Le banche che favoriscono la corruzione
Luca Manes (ricercatore di Crbm) per Altreconomia
Alcune delle più importanti banche del mondo, tra cui Barclays e Citibank, hanno favorito la corruzione e conseguentemente danneggiato lo sviluppo di molti dei Paesi più poveri del pianeta. Questo il dirompente messaggio che l’Ong Global Witness ha consegnato ieri al Comitato d’inchiesta del Congresso Usa sui servizi finanziari.

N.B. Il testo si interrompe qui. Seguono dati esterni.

use std::{
    fmt,
    sync::{
        atomic::{AtomicBool, Ordering},
        Arc, RwLock,
    },
};

use reqwest::Method;
use serde::{de::DeserializeOwned, Serialize};

use crate::{
    auth::{self, AuthInjector, CredentialStore, MemoryCredentialStore, SessionGuard},
    cache::ResponseCache,
    dedup::Deduplicator,
    interceptor::{InterceptorChain, InterceptorHandle, RequestInterceptor, ResponseInterceptor},
    rate_limit::SlidingWindowLimiter,
    retry::with_retry,
    transfer::{self, CancelHandle},
    ApiError, ApiResponse, ClientConfig, ConfigUpdate, Payload, RequestDescriptor, RequestOptions,
    Result,
};

/// Counters describing the client's shared state.
#[derive(Clone, Copy, Debug, Default, PartialEq, Eq)]
pub struct ClientStats {
    pub cache_size: usize,
    pub pending_requests: usize,
    pub rate_limit_trackers: usize,
}

struct Inner {
    transfers: Transfers,
    config: Arc<RwLock<ClientConfig>>,
    credentials: Arc<dyn CredentialStore>,
    interceptors: Arc<InterceptorChain>,
    limiter: SlidingWindowLimiter,
    dedup: Deduplicator,
}

/// State reachable from an in-flight transfer. It must not own `Inner`,
/// since the dedup registry inside `Inner` owns the transfer.
#[derive(Clone)]
struct Transfers {
    http: reqwest::Client,
    cache: Arc<ResponseCache>,
    online: Arc<AtomicBool>,
}

/// HTTP client for the goals API.
///
/// Every call runs the same pipeline: request interceptors, rate-limit
/// check, cache lookup (GET only), in-flight deduplication, retried
/// transfer, cache store (GET only), response interceptors. Clones share
/// the cache, the in-flight registry, the rate-limit windows and the
/// interceptors.
#[derive(Clone)]
pub struct ApiClient {
    inner: Arc<Inner>,
}

impl fmt::Debug for ApiClient {
    fn fmt(&self, f: &mut fmt::Formatter<'_>) -> fmt::Result {
        f.debug_struct("ApiClient")
            .field("config", &self.config())
            .field("stats", &self.get_stats())
            .field("credentials", &"<redacted>")
            .finish()
    }
}

impl Default for ApiClient {
    fn default() -> Self {
        Self::new(ClientConfig::default())
    }
}

impl ApiClient {
    /// Creates a client with an in-memory credential store.
    pub fn new(config: ClientConfig) -> Self {
        Self::builder().config(config).build()
    }

    /// Creates a client from `SMARTGOALS_API_*` environment variables.
    ///
    /// See [`ClientConfig::from_env`].
    pub fn from_env() -> std::result::Result<Self, String> {
        Ok(Self::new(ClientConfig::from_env()?))
    }

    pub fn builder() -> ApiClientBuilder {
        ApiClientBuilder::default()
    }

    /// Runs `request` through the full pipeline and decodes the payload into `T`.
    pub async fn request<T: DeserializeOwned>(
        &self,
        request: RequestDescriptor,
    ) -> Result<ApiResponse<T>> {
        self.request_raw(request).await?.decode()
    }

    /// Runs `request` through the full pipeline, leaving the payload untyped.
    pub async fn request_raw(&self, request: RequestDescriptor) -> Result<ApiResponse<Payload>> {
        let config = self.config();
        let request = self.inner.interceptors.apply_request(request).await?;
        let outcome = self.dispatch(request, config).await;
        self.inner.interceptors.apply_response(outcome).await
    }

    pub async fn get<T: DeserializeOwned>(
        &self,
        url: &str,
        options: RequestOptions,
    ) -> Result<ApiResponse<T>> {
        self.request(RequestDescriptor::new(Method::GET, url).with_options(options))
            .await
    }

    pub async fn post<T: DeserializeOwned, B: Serialize + ?Sized>(
        &self,
        url: &str,
        body: &B,
        options: RequestOptions,
    ) -> Result<ApiResponse<T>> {
        self.request(with_body(Method::POST, url, body)?.with_options(options))
            .await
    }

    pub async fn put<T: DeserializeOwned, B: Serialize + ?Sized>(
        &self,
        url: &str,
        body: &B,
        options: RequestOptions,
    ) -> Result<ApiResponse<T>> {
        self.request(with_body(Method::PUT, url, body)?.with_options(options))
            .await
    }

    pub async fn patch<T: DeserializeOwned, B: Serialize + ?Sized>(
        &self,
        url: &str,
        body: &B,
        options: RequestOptions,
    ) -> Result<ApiResponse<T>> {
        self.request(with_body(Method::PATCH, url, body)?.with_options(options))
            .await
    }

    pub async fn delete<T: DeserializeOwned>(
        &self,
        url: &str,
        options: RequestOptions,
    ) -> Result<ApiResponse<T>> {
        self.request(RequestDescriptor::new(Method::DELETE, url).with_options(options))
            .await
    }

    /// Appends a request interceptor after the ones already installed.
    pub fn add_request_interceptor<I>(&self, interceptor: I) -> InterceptorHandle
    where
        I: RequestInterceptor + 'static,
    {
        self.inner.interceptors.add_request(Arc::new(interceptor))
    }

    /// Appends a response interceptor after the ones already installed.
    pub fn add_response_interceptor<I>(&self, interceptor: I) -> InterceptorHandle
    where
        I: ResponseInterceptor + 'static,
    {
        self.inner.interceptors.add_response(Arc::new(interceptor))
    }

    /// Applies a partial configuration update to calls started afterwards.
    pub fn update_config(&self, update: ConfigUpdate) {
        match self.inner.config.write() {
            Ok(mut config) => config.apply(update),
            Err(poisoned) => poisoned.into_inner().apply(update),
        }
    }

    /// Snapshot of the current configuration.
    pub fn config(&self) -> ClientConfig {
        match self.inner.config.read() {
            Ok(config) => config.clone(),
            Err(poisoned) => poisoned.into_inner().clone(),
        }
    }

    /// Evicts cached responses; `pattern` is a regular expression matched
    /// against `METHOD:URL:JSON(params)` keys. Returns the number removed.
    pub fn clear_cache(&self, pattern: Option<&str>) -> Result<usize> {
        self.inner.transfers.cache.clear(pattern)
    }

    /// Forgets every rate-limit window.
    pub fn reset_rate_limits(&self) {
        self.inner.limiter.reset();
    }

    pub fn create_cancel_token(&self) -> CancelHandle {
        CancelHandle::new()
    }

    /// Whether the last transfer reached the server. Starts out `true`.
    pub fn is_online(&self) -> bool {
        self.inner.transfers.online.load(Ordering::Relaxed)
    }

    pub fn get_stats(&self) -> ClientStats {
        ClientStats {
            cache_size: self.inner.transfers.cache.len(),
            pending_requests: self.inner.dedup.len(),
            rate_limit_trackers: self.inner.limiter.tracker_count(),
        }
    }

    /// Stores the bearer token sent with subsequent requests.
    pub fn set_auth_token(&self, token: impl Into<String>) {
        self.inner
            .credentials
            .set(auth::AUTH_TOKEN_KEY, token.into());
    }

    pub fn clear_auth_token(&self) {
        self.inner.credentials.remove(auth::AUTH_TOKEN_KEY);
    }

    async fn dispatch(
        &self,
        request: RequestDescriptor,
        config: ClientConfig,
    ) -> Result<ApiResponse<Payload>> {
        let full_url = config.resolve_url(&request.url, &request.query_pairs())?;
        let limit = config.rate_limit();
        self.inner.limiter.check(&full_url, limit)?;

        let is_get = request.method == Method::GET;
        let cache_key = request.cache_key();
        if is_get {
            if let Some(cached) = self.inner.transfers.cache.get(&cache_key) {
                #[cfg(feature = "tracing")]
                tracing::debug!(key = %cache_key, "serving cached response");

                return Ok(cached);
            }
        }

        // Recorded immediately before the transfer; cache hits never count.
        self.inner.limiter.try_acquire(&full_url, limit)?;

        let transfers = self.inner.transfers.clone();
        self.inner
            .dedup
            .dedupe(request.dedup_key(), move || {
                transfers.run(request, full_url, config, is_get.then_some(cache_key))
            })
            .await
    }
}

impl Transfers {
    /// Retried transfer shared by every caller of one dedup key; stores
    /// the response under `cache_key` when given.
    async fn run(
        self,
        request: RequestDescriptor,
        full_url: String,
        config: ClientConfig,
        cache_key: Option<String>,
    ) -> Result<ApiResponse<Payload>> {
        let attempts = request.retry_attempts.unwrap_or(config.retry_attempts);
        let response = with_retry(
            |_attempt| self.attempt(&request, &full_url, &config),
            attempts,
            config.retry_delay,
        )
        .await?;

        if let Some(cache_key) = cache_key {
            self.cache.set(cache_key, response.clone(), config.cache_ttl);
        }
        Ok(response)
    }

    async fn attempt(
        &self,
        request: &RequestDescriptor,
        full_url: &str,
        config: &ClientConfig,
    ) -> Result<ApiResponse<Payload>> {
        let outcome = transfer::execute(&self.http, request, full_url, config.timeout).await;
        match &outcome {
            Ok(_) | Err(ApiError::Http { .. }) => self.online.store(true, Ordering::Relaxed),
            Err(ApiError::Network(_)) => self.online.store(false, Ordering::Relaxed),
            Err(_) => {}
        }
        outcome
    }
}

fn with_body<B: Serialize + ?Sized>(method: Method, url: &str, body: &B) -> Result<RequestDescriptor> {
    let body = serde_json::to_value(body)
        .map_err(|err| ApiError::InvalidRequest(format!("unserializable body: {err}")))?;
    Ok(RequestDescriptor::new(method, url).body(body))
}

/// Assembles an [`ApiClient`].
#[derive(Default)]
pub struct ApiClientBuilder {
    config: Option<ClientConfig>,
    credentials: Option<Arc<dyn CredentialStore>>,
    http: Option<reqwest::Client>,
}

impl ApiClientBuilder {
    pub fn config(mut self, config: ClientConfig) -> Self {
        self.config = Some(config);
        self
    }

    /// Uses `store` for the bearer token instead of an in-memory store.
    pub fn credential_store(mut self, store: Arc<dyn CredentialStore>) -> Self {
        self.credentials = Some(store);
        self
    }

    /// Sends requests through a pre-configured `reqwest` client.
    pub fn http_client(mut self, http: reqwest::Client) -> Self {
        self.http = Some(http);
        self
    }

    /// Builds the client and installs the default interceptors: header and
    /// bearer-token injection on requests, credential clearing on 401 and
    /// 429 conversion on responses.
    pub fn build(self) -> ApiClient {
        let config = Arc::new(RwLock::new(self.config.unwrap_or_default()));
        let credentials = self
            .credentials
            .unwrap_or_else(|| Arc::new(MemoryCredentialStore::new()));
        let interceptors = Arc::new(InterceptorChain::default());

        interceptors.add_request(Arc::new(AuthInjector {
            store: Arc::clone(&credentials),
            config: Arc::clone(&config),
        }));
        interceptors.add_response(Arc::new(SessionGuard {
            store: Arc::clone(&credentials),
        }));

        ApiClient {
            inner: Arc::new(Inner {
                transfers: Transfers {
                    http: self.http.unwrap_or_default(),
                    cache: Arc::new(ResponseCache::new()),
                    online: Arc::new(AtomicBool::new(true)),
                },
                config,
                credentials,
                interceptors,
                limiter: SlidingWindowLimiter::new(),
                dedup: Deduplicator::new(),
            }),
        }
    }
}

#[cfg(test)]
mod tests {
    use super::ApiClient;
    use crate::{ClientConfig, ClientStats, ConfigUpdate};

    #[test]
    fn debug_redacts_credentials() {
        let client = ApiClient::new(ClientConfig::with_base_url("http://localhost/api"));
        client.set_auth_token("secret-token");
        let debug = format!("{client:?}");
        assert!(debug.contains("<redacted>"));
        assert!(!debug.contains("secret-token"));
    }

    #[test]
    fn update_config_is_visible_to_clones() {
        let client = ApiClient::default();
        let clone = client.clone();
        client.update_config(ConfigUpdate {
            base_url: Some("http://localhost:9000".to_owned()),
            ..ConfigUpdate::default()
        });
        assert_eq!(clone.config().base_url, "http://localhost:9000");
    }

    #[test]
    fn fresh_client_reports_empty_stats() {
        let client = ApiClient::default();
        assert_eq!(client.get_stats(), ClientStats::default());
        assert!(client.is_online());
    }
}
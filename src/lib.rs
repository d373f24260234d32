//! `smartgoals-http` is the async HTTP orchestration layer of the SMART
//! goals dashboard.
//!
//! [`ApiClient`] wraps `reqwest` with:
//! - request/response interceptors ([`RequestInterceptor`], [`ResponseInterceptor`])
//! - per-URL sliding-window rate limiting
//! - TTL caching of GET responses
//! - deduplication of concurrent identical requests
//! - retries with exponential backoff and jitter
//! - timeouts and caller-driven cancellation ([`CancelHandle`])
//!
//! ```no_run
//! use smartgoals_http::{ApiClient, ClientConfig, RequestOptions};
//!
//! # async fn run() -> smartgoals_http::Result<()> {
//! let client = ApiClient::new(ClientConfig::with_base_url("https://goals.example.com/api"));
//! let goals = client
//!     .get::<serde_json::Value>("/goals", RequestOptions::new().param("status", "active"))
//!     .await?;
//! println!("{}", goals.data);
//! # Ok(())
//! # }
//! ```

mod auth;
mod cache;
mod client;
mod config;
mod dedup;
mod error;
mod interceptor;
mod rate_limit;
mod request;
mod response;
mod retry;
mod transfer;
mod util;

pub use auth::{CredentialStore, MemoryCredentialStore, AUTH_TOKEN_KEY};
pub use cache::ResponseCache;
pub use client::{ApiClient, ApiClientBuilder, ClientStats};
pub use config::{ClientConfig, ConfigUpdate, DEFAULT_BASE_URL};
pub use dedup::Deduplicator;
pub use error::ApiError;
pub use interceptor::{ErrorOutcome, InterceptorHandle, RequestInterceptor, ResponseInterceptor};
pub use rate_limit::{RateLimit, SlidingWindowLimiter};
pub use request::{RequestDescriptor, RequestOptions};
pub use response::{ApiResponse, Payload};
pub use retry::{backoff_delay, with_retry, MAX_JITTER};
pub use transfer::CancelHandle;

pub use reqwest::Method;
pub use tokio_util::sync::CancellationToken;

pub type Result<T> = std::result::Result<T, ApiError>;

Nella sua deposizione pubblica, la rappresentante di Global Witness Anthea Lawson ha evidenziato come la mancata applicazione delle normative sul riciclaggio di denaro sporco abbia favorito pratiche di corruzione, permettendo a numerosi politici del Sud del mondo di tenere uno stile di vita molto elevato, a dispetto del fatto che il resto della loro popolazione si trovi in condizioni di estrema povertà. Secondo la Lawson “i fattori chiave che permettono alle banche di fare affari con i regimi corrotti sono esattamente gli stessi che fanno sì che quei medesimi istituti di credito destabilizzino gli Stati Uniti e le altre economie del Nord del mondo. Dal momento che ora si parla tanto di mettere delle regole più serie e stringenti sull’operato delle banche, bisogna esaminare con attenzione anche il problema della corruzione e delle sue implicazioni in merito alla diffusione della povertà”.

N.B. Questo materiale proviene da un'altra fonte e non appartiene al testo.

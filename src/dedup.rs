use std::{
    collections::HashMap,
    future::Future,
    sync::{Arc, Mutex},
};

use futures::{
    channel::oneshot,
    future::{BoxFuture, FutureExt, Shared},
};

use crate::{util::lock_unpoisoned, ApiError, ApiResponse, Payload, Result};

type PendingTransfer = Shared<BoxFuture<'static, Result<ApiResponse<Payload>>>>;

/// Removes its key from the registry when dropped, which happens when the
/// transfer task ends, panics included.
struct Release {
    registry: Arc<Mutex<HashMap<String, PendingTransfer>>>,
    key: String,
}

impl Drop for Release {
    fn drop(&mut self) {
        lock_unpoisoned(&self.registry).remove(&self.key);
    }
}

/// Registry of in-flight transfers.
///
/// Concurrent calls with the same key share one transfer and observe the
/// same outcome, success or failure. Transfers run as their own tasks, so
/// they settle even when every caller stops waiting. The key is released as
/// soon as the transfer settles, so a later call starts a fresh one.
#[derive(Clone, Default)]
pub struct Deduplicator {
    pending: Arc<Mutex<HashMap<String, PendingTransfer>>>,
}

impl std::fmt::Debug for Deduplicator {
    fn fmt(&self, f: &mut std::fmt::Formatter<'_>) -> std::fmt::Result {
        f.debug_struct("Deduplicator")
            .field("pending", &self.len())
            .finish()
    }
}

impl Deduplicator {
    pub fn new() -> Self {
        Self::default()
    }

    /// Joins the in-flight transfer for `key`, or starts one with `factory`.
    ///
    /// `factory` is only invoked when no transfer is pending for `key`.
    /// Must be called within a Tokio runtime.
    pub async fn dedupe<F, Fut>(&self, key: String, factory: F) -> Result<ApiResponse<Payload>>
    where
        F: FnOnce() -> Fut,
        Fut: Future<Output = Result<ApiResponse<Payload>>> + Send + 'static,
    {
        let (transfer, sender) = {
            let mut pending = lock_unpoisoned(&self.pending);
            match pending.get(&key) {
                Some(existing) => {
                    #[cfg(feature = "tracing")]
                    tracing::debug!(key = %key, "joining in-flight request");

                    (existing.clone(), None)
                }
                None => {
                    let (sender, receiver) = oneshot::channel::<Result<ApiResponse<Payload>>>();
                    let transfer = receiver
                        .map(|received| received.unwrap_or_else(|lost| Err(ApiError::application(lost))))
                        .boxed()
                        .shared();
                    pending.insert(key.clone(), transfer.clone());
                    (transfer, Some(sender))
                }
            }
        };

        if let Some(sender) = sender {
            let release = Release {
                registry: Arc::clone(&self.pending),
                key,
            };
            let operation = factory();
            tokio::spawn(async move {
                let outcome = operation.await;
                drop(release);
                let _ = sender.send(outcome);
            });
        }

        transfer.await
    }

    /// Number of transfers currently in flight.
    pub fn len(&self) -> usize {
        lock_unpoisoned(&self.pending).len()
    }

    pub fn is_empty(&self) -> bool {
        self.len() == 0
    }
}
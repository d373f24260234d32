use reqwest::header::{self, HeaderMap};
use serde::de::DeserializeOwned;
use serde_json::Value as JsonValue;

use crate::{ApiError, Result};

/// Response body, selected by the response content type.
#[derive(Clone, Debug, PartialEq)]
pub enum Payload {
    Json(JsonValue),
    Text(String),
    Empty,
}

impl Payload {
    /// Chooses JSON or text decoding from the `Content-Type` header.
    ///
    /// A body labelled JSON that fails to parse is reported as a decode error.
    pub(crate) fn from_body(content_type: Option<&str>, body: String) -> Result<Self> {
        if body.is_empty() {
            return Ok(Self::Empty);
        }
        if content_type.is_some_and(is_json_content_type) {
            return serde_json::from_str(&body)
                .map(Self::Json)
                .map_err(|err| ApiError::Decode(format!("invalid JSON response: {err}")));
        }
        Ok(Self::Text(body))
    }

    /// Decodes the body of a non-success response.
    ///
    /// Falls back to `{"message": <status text>}` when the body is not JSON.
    pub(crate) fn from_error_body(body: &str, status_text: &str) -> Self {
        match serde_json::from_str::<JsonValue>(body) {
            Ok(value) => Self::Json(value),
            Err(_) => Self::Json(serde_json::json!({ "message": status_text })),
        }
    }

    pub fn as_json(&self) -> Option<&JsonValue> {
        match self {
            Self::Json(value) => Some(value),
            _ => None,
        }
    }

    pub fn as_text(&self) -> Option<&str> {
        match self {
            Self::Text(text) => Some(text),
            _ => None,
        }
    }

    /// Deserializes the payload into `T`.
    ///
    /// Text bodies are offered to `T` as a JSON string and empty bodies as
    /// `null`, so `String` and `Option<_>`/`()` targets work without JSON.
    pub fn decode<T: DeserializeOwned>(self) -> Result<T> {
        let value = match self {
            Self::Json(value) => value,
            Self::Text(text) => JsonValue::String(text),
            Self::Empty => JsonValue::Null,
        };
        serde_json::from_value(value)
            .map_err(|err| ApiError::Decode(format!("unexpected response shape: {err}")))
    }
}

fn is_json_content_type(value: &str) -> bool {
    let mime = value
        .split(';')
        .next()
        .unwrap_or_default()
        .trim()
        .to_ascii_lowercase();
    mime == "application/json" || mime.ends_with("+json")
}

/// Successful response returned to callers.
#[derive(Clone, Debug)]
pub struct ApiResponse<T> {
    pub data: T,
    pub status: u16,
    pub status_text: String,
    pub headers: HeaderMap,
}

impl ApiResponse<Payload> {
    /// Decodes the payload into a typed response, keeping the metadata.
    pub fn decode<T: DeserializeOwned>(self) -> Result<ApiResponse<T>> {
        let ApiResponse {
            data,
            status,
            status_text,
            headers,
        } = self;
        Ok(ApiResponse {
            data: data.decode()?,
            status,
            status_text,
            headers,
        })
    }

    pub(crate) fn etag(&self) -> Option<String> {
        self.headers
            .get(header::ETAG)
            .and_then(|value| value.to_str().ok())
            .map(ToOwned::to_owned)
    }
}
use std::{future::Future, time::Duration};

use rand::Rng;
use tokio::time::sleep;

use crate::Result;

/// Upper bound (exclusive) of the random jitter added to every backoff.
pub const MAX_JITTER: Duration = Duration::from_millis(1_000);

/// Backoff before retrying after `attempt` failed (attempts start at 1):
/// `base_delay * 2^(attempt - 1)` plus up to one second of jitter.
pub fn backoff_delay(base_delay: Duration, attempt: u32) -> Duration {
    let jitter_ms = rand::rng().random_range(0..MAX_JITTER.as_millis() as u64);
    let backoff = match 2u32.checked_pow(attempt.saturating_sub(1)) {
        Some(factor) => base_delay.saturating_mul(factor),
        None if base_delay.is_zero() => Duration::ZERO,
        None => Duration::MAX,
    };
    backoff.saturating_add(Duration::from_millis(jitter_ms))
}

/// Runs `operation` up to `max_attempts` times.
///
/// `operation` receives the 1-based attempt number and must produce a fresh
/// future each time, so every failure is classified on its own. Errors that
/// are not retryable, and the error of the last attempt, are returned as is.
pub async fn with_retry<T, F, Fut>(mut operation: F, max_attempts: u32, base_delay: Duration) -> Result<T>
where
    F: FnMut(u32) -> Fut,
    Fut: Future<Output = Result<T>>,
{
    let max_attempts = max_attempts.max(1);
    let mut attempt = 1;
    loop {
        match operation(attempt).await {
            Ok(value) => return Ok(value),
            Err(err) if !err.is_retryable() || attempt >= max_attempts => return Err(err),
            Err(_err) => {
                let delay = backoff_delay(base_delay, attempt);

                #[cfg(feature = "tracing")]
                tracing::debug!(
                    attempt,
                    max_attempts,
                    delay_ms = delay.as_millis() as u64,
                    error = %_err,
                    "retrying request"
                );

                sleep(delay).await;
                attempt += 1;
            }
        }
    }
}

Due i casi citati nel dettaglio da Global Witness durante l’audizione al Congresso: la Liberia e la Guinea Equatoriale. In Liberia Citibank ha aiutato l’ex presidente Charles Taylor a spostare i proventi dell’industria del legno sui suoi conti personali e a finanziare l’annoso conflitto che ha martoriato per anni il Paese. Val la pena rammentare che Taylor è ora a processo per crimini di guerra. In Guinea, invece, la Barclays ha mantenuto un conto corrente intestato al figlio del presidente nonostante un istituto di credito americano, la Riggs Bank, fosse già stato punito in patria sia penalmente che civilmente per le sue attività legate al regime guineano, abile a sfruttare a suo favore i proventi dei ricchi giacimenti petroliferi del Paese.
Quelli appena citati sono solo due esempi di Paesi dove il benessere derivante dalle risorse naturali si è concentrato nelle mani di una esigua minoranza, il tutto con l’aiuto delle banche internazionali. I costi umani sono alti, dal momento che i cittadini non solo sono depredati dei possibili benefici derivanti dalla corretta gestione di quelle stesse risorse, ma la corruzione inoltre genera e acuisce conflitti. La maggior parte delle legislazioni globali richiede alle banche di segnalare chi sono i propri clienti e da dove derivano i loro fondi, in modo da evitare che nelle casse degli istituti di credito finiscano i proventi della corruzione. Nel rapporto di Global Witness “Undue Diligence”, presentato all’audizione al Congresso, ci sono prove schiaccianti che le banche i relazionano con clienti le cui pratiche di corruzione sono evidenti e di pubblico dominio.